Primer | Sequence (5′–3′) |
PEPCK_fwd | GTCACCGAGTCCTTCGACTG |
PEPCK_rev | GATCTTCGGCAGCTTGGACT |
hrdB_fwd | AGTTCGAAGCCTCCACTTGT |
hrdB_rev | TGCTGACGCCGCTACTCGT |
1544_fwd | TCGAGGTCGCCCGGGAACT |
1544_rev | GATCACGTAGGTGGGGGTGCC |
scr5239_A | CCGGTCGGCCGAAGGATG |
5S_A | CGAAATGTAACCGGGCGTTT |
β-Glucuronidase Measurement
The β-glucuronidase gene (gusA) was used to determine promoter activity in S. coelicolor (Myronovskyi et al., 2011). Here, 10–40 mg of protein crude extract (cell disruption protocol, see section “SDS-PAGE and Western Blot Analysis”) obtained from mycelium harvested from solid medium were used for the enzymatic reaction. The assay was performed as previously described (Rudolph et al., 2015).
Measurement of PEP Concentration
The PEP Colorimetric/Fluorometric Assay Kit from Sigma-Aldrich was used to determine the PEP concentration in S. coelicolor according to the manufacturer’s protocol. 2–4 mg of mycelium harvested from solid medium were used for the enzymatic reaction. Signals were quantified by fluorescence using a Tecan infinite 200 pro multiwell plate reader.
Northern Blot Analysis
A total of 30 μg total RNA was separated on 6% denaturing polyacrylamide gels and transferred to a positively charged nylon membrane (Hybond-N+, GE Healthcare) in a tank blotting device (Peqlab) at 4°C. As probe for detection, 10 pmol oligonucleotide were radiolabeled at the 5′ end using 5 μl γ-[32P] ATP (∼3.3 pmol/μl, Hartmann-Analytic) and 1 μl T4 polynucleotide kinase (Roche) in the supplied buffer for 1 h at 37°C and subsequently purified using Illustra MicroSpin G-25 columns (GE Healthcare). 25 μl radiolabeled oligonucleotides (approximately 300 kc.p.m./μl) where used as probe for each experiment. Signals were quantified by phosphoimaging using a FLA-5000 phosphoimager (Fujifilm life Science). Expression of scr5239 (probe: scr5239_A) was normalized to the amount of 5S rRNA (probe: 5S_A).
Bioinformatics
RNAhybrid
RNAhybrid (Kruger and Rehmsmeier, 2006) is a tool for the prediction of microRNA/target duplexes. It predicts multiple potential binding sites of microRNAs in large target mRNAs by finding the energetically most favorable hybridization sites of a small RNA in a large RNA. To predict potential binding sites, we used RNAhybrid Version 2.2 with default parameters. Judging from past experience, the predicted mRNA/sRNA interaction sites are more reliable with this program than with other available prediction tools.

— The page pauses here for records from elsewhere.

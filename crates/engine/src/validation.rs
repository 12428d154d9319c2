//! Per-field validation state over a declarative rule set.
//!
//! Each `validate_field` call opens a new pass for that field. Sync rules run
//! first, in registration order, and the first failure wins. Async rules run
//! only when every sync rule passed; the field sits in `loading` until they
//! settle. A pass that has been superseded by a newer one (or by teardown)
//! leaves the state untouched when it finishes.

use std::collections::{BTreeMap, BTreeSet, HashMap};
use std::panic::{AssertUnwindSafe, catch_unwind};
use std::sync::Arc;
use std::time::Duration;

use draftsync_core::{FieldValue, Fields};
use futures::future::join_all;
use parking_lot::Mutex;
use tracing::{debug, warn};

use crate::config::ValidationConfig;
use crate::debounce::{DebounceError, Debouncer};
use crate::rules::{AsyncCheck, Check, Rule, RuleError, RuleResult};

type RuleDebouncer = Debouncer<(FieldValue, Fields), Option<String>, RuleError>;

#[derive(Default)]
struct ValidationState {
    errors: BTreeMap<String, String>,
    touched: BTreeSet<String>,
    loading: BTreeSet<String>,
    values: Fields,
    passes: HashMap<String, u64>,
    torn_down: bool,
}

impl ValidationState {
    fn begin_pass(&mut self, field: &str) -> u64 {
        let pass = self.passes.entry(field.to_string()).or_insert(0);
        *pass += 1;
        *pass
    }

    fn is_current(&self, field: &str, pass: u64) -> bool {
        !self.torn_down && self.passes.get(field) == Some(&pass)
    }
}

enum AsyncVerdict {
    Settled(Option<String>),
    Cancelled,
}

pub struct ValidationEngine {
    rules: Vec<Rule>,
    config: ValidationConfig,
    state: Mutex<ValidationState>,
    debouncers: Mutex<HashMap<(String, usize), Arc<RuleDebouncer>>>,
}

impl ValidationEngine {
    pub fn new(rules: Vec<Rule>) -> Self {
        Self::with_config(rules, ValidationConfig::default())
    }

    pub fn with_config(rules: Vec<Rule>, config: ValidationConfig) -> Self {
        Self {
            rules,
            config,
            state: Mutex::new(ValidationState::default()),
            debouncers: Mutex::new(HashMap::new()),
        }
    }

    pub fn rules(&self) -> &[Rule] {
        &self.rules
    }

    /// Fields that have at least one rule, in name order.
    pub fn rule_fields(&self) -> BTreeSet<String> {
        self.rules.iter().map(|r| r.field.clone()).collect()
    }

    /// Seed the values `validate_all` reads and rules see as the whole draft.
    pub fn set_values(&self, values: Fields) {
        self.state.lock().values = values;
    }

    /// Validate one field against its rules.
    ///
    /// Returns the message this pass produced. If a newer pass for the same
    /// field started meanwhile, the shared state keeps the newer result.
    pub async fn validate_field(&self, field: &str, value: FieldValue) -> Option<String> {
        let (pass, values) = {
            let mut state = self.state.lock();
            if state.torn_down {
                return None;
            }
            state.values.insert(field.to_string(), value.clone());
            (state.begin_pass(field), state.values.clone())
        };

        let rules: Vec<(usize, &Rule)> = self
            .rules
            .iter()
            .enumerate()
            .filter(|(_, r)| r.field == field)
            .collect();

        for (_, rule) in &rules {
            let Some(Check::Sync(check)) = &rule.check else {
                continue;
            };
            let result = catch_unwind(AssertUnwindSafe(|| check(&value, &values)))
                .unwrap_or_else(|_| Err(RuleError("validator panicked".into())));
            if let Some(message) = self.verdict(field, rule, result) {
                // Older passes waiting on a debounced check have nothing left to decide.
                self.cancel_field_timers(field);
                self.settle(field, pass, Some(message.clone()));
                return Some(message);
            }
        }

        let async_rules: Vec<(usize, &Rule, &AsyncCheck)> = rules
            .iter()
            .filter_map(|&(idx, rule)| match &rule.check {
                Some(Check::Async(check)) => Some((idx, rule, check)),
                _ => None,
            })
            .collect();

        if async_rules.is_empty() {
            self.settle(field, pass, None);
            return None;
        }

        {
            let mut state = self.state.lock();
            if !state.is_current(field, pass) {
                return None;
            }
            state.errors.remove(field);
            state.loading.insert(field.to_string());
        }

        for (idx, rule, check) in async_rules {
            let verdict = self
                .run_async(field, idx, rule, check, value.clone(), values.clone())
                .await;
            match verdict {
                AsyncVerdict::Cancelled => return None,
                AsyncVerdict::Settled(Some(message)) => {
                    self.settle(field, pass, Some(message.clone()));
                    return Some(message);
                }
                AsyncVerdict::Settled(None) => {
                    if !self.state.lock().is_current(field, pass) {
                        return None;
                    }
                }
            }
        }

        self.settle(field, pass, None);
        None
    }

    /// Validate every field that has rules, concurrently, and return the
    /// resulting error map once all passes have settled.
    pub async fn validate_all(&self) -> BTreeMap<String, String> {
        let values = self.state.lock().values.clone();
        let fields = self.rule_fields();
        join_all(fields.iter().map(|field| {
            let value = values.get(field).cloned().unwrap_or_default();
            self.validate_field(field, value)
        }))
        .await;
        self.errors()
    }

    pub fn touch_field(&self, field: &str) {
        self.state.lock().touched.insert(field.to_string());
    }

    pub fn touch_all(&self) {
        let fields = self.rule_fields();
        self.state.lock().touched.extend(fields);
    }

    pub fn is_touched(&self, field: &str) -> bool {
        self.state.lock().touched.contains(field)
    }

    /// The field's error, surfaced only once the field has been touched.
    pub fn field_error(&self, field: &str) -> Option<String> {
        let state = self.state.lock();
        if !state.touched.contains(field) {
            return None;
        }
        state.errors.get(field).cloned()
    }

    /// All current errors, touched or not.
    pub fn errors(&self) -> BTreeMap<String, String> {
        self.state.lock().errors.clone()
    }

    pub fn is_valid(&self) -> bool {
        self.state.lock().errors.is_empty()
    }

    pub fn is_loading(&self, field: &str) -> bool {
        self.state.lock().loading.contains(field)
    }

    pub fn loading_fields(&self) -> BTreeSet<String> {
        self.state.lock().loading.clone()
    }

    pub fn clear_field_error(&self, field: &str) {
        self.state.lock().errors.remove(field);
    }

    /// Forget errors, touched markers and in-flight passes.
    pub fn reset(&self) {
        {
            let mut state = self.state.lock();
            state.errors.clear();
            state.touched.clear();
            state.loading.clear();
            for pass in state.passes.values_mut() {
                *pass += 1;
            }
        }
        self.cancel_timers();
    }

    /// Cancel every async-rule timer and discard results still in flight.
    pub fn teardown(&self) {
        {
            let mut state = self.state.lock();
            state.torn_down = true;
            state.loading.clear();
        }
        self.cancel_timers();
    }

    fn cancel_timers(&self) {
        for debouncer in self.debouncers.lock().values() {
            debouncer.cancel();
        }
    }

    fn cancel_field_timers(&self, field: &str) {
        for ((owner, _), debouncer) in self.debouncers.lock().iter() {
            if owner == field {
                debouncer.cancel();
            }
        }
    }

    fn verdict(&self, field: &str, rule: &Rule, result: RuleResult) -> Option<String> {
        match result {
            Ok(Some(message)) => {
                let message = rule.message.clone().unwrap_or(message);
                debug!(field, %message, "validation failed");
                Some(message)
            }
            Ok(None) => None,
            Err(e) => {
                warn!(field, error = %e, "validator raised an error");
                Some(self.config.fault_message.clone())
            }
        }
    }

    /// Record the outcome of `pass` if it is still the field's latest.
    fn settle(&self, field: &str, pass: u64, error: Option<String>) {
        let mut state = self.state.lock();
        if !state.is_current(field, pass) {
            return;
        }
        state.loading.remove(field);
        match error {
            Some(message) => {
                state.errors.insert(field.to_string(), message);
            }
            None => {
                state.errors.remove(field);
            }
        }
    }

    async fn run_async(
        &self,
        field: &str,
        idx: usize,
        rule: &Rule,
        check: &AsyncCheck,
        value: FieldValue,
        values: Fields,
    ) -> AsyncVerdict {
        let delay = rule
            .debounce
            .unwrap_or(Duration::from_millis(self.config.async_debounce_ms));

        let result = if delay.is_zero() {
            run_guarded(Arc::clone(check), value, values).await
        } else {
            let debouncer = self.debouncer_for(field, idx, check, delay);
            match debouncer.call((value, values)).await {
                Ok(outcome) => Ok(outcome),
                Err(DebounceError::Failed(e)) => Err(e),
                Err(DebounceError::Cancelled) => return AsyncVerdict::Cancelled,
            }
        };
        AsyncVerdict::Settled(self.verdict(field, rule, result))
    }

    fn debouncer_for(
        &self,
        field: &str,
        idx: usize,
        check: &AsyncCheck,
        delay: Duration,
    ) -> Arc<RuleDebouncer> {
        let mut debouncers = self.debouncers.lock();
        let debouncer = debouncers
            .entry((field.to_string(), idx))
            .or_insert_with(|| {
                let check = Arc::clone(check);
                Arc::new(Debouncer::new(delay, move |(value, values): (FieldValue, Fields)| {
                    run_guarded(Arc::clone(&check), value, values)
                }))
            });
        Arc::clone(debouncer)
    }
}

/// Run an async check on its own task so a panicking validator turns into an
/// ordinary rule error.
async fn run_guarded(check: AsyncCheck, value: FieldValue, values: Fields) -> RuleResult {
    match tokio::spawn(check(value, values)).await {
        Ok(result) => result,
        Err(e) => Err(RuleError(format!("validator task failed: {e}"))),
    }
}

Target Explorer and PREDetector
For prediction of dre sites, an evaluation matrix ranking the individual nucleotides of the binding site according to their importance was required. For this purpose, the program Target Explorer was used (Sosinsky et al., 2003). To create the position matrix, the sequences of five different known dre sites were used. These can be found in Supplementary Table S1. The position matrix thus created is shown in Supplementary Figure S1. Using this matrix and PREDetector (Hiard et al., 2007), we predicted 15 new dre sites in the genome of S. coelicolor. The results, ranked according to the degree of matching with the matrix (score), can be found in Supplementary Table S2. The dre site upstream of scr5239 ranked fourth of all predicted sites.
Results
Quantitative Proteomics Reveals 32 Proteins That Show scr5239-Dependent Changes in Expression
To identify new targets of scr5239, we compared the proteome of S. coelicolor wild type (M145) with its respective scr5239 deletion (Δscr5239) and overexpression (scr5239+) strain. We applied quantitative proteomics based on the stable isotope labeling method to all three strains grown on R2YE solid medium and harvested in the transition phase. After protein extraction and fragmentation, the peptides where labeled with a different TMT labels for each strain and analyzed using LC-MS/MS (Figure 1A). This method has already been successfully applied in S. coelicolor to characterize differentiation and activation of the secondary metabolism (Rioseras et al., 2018).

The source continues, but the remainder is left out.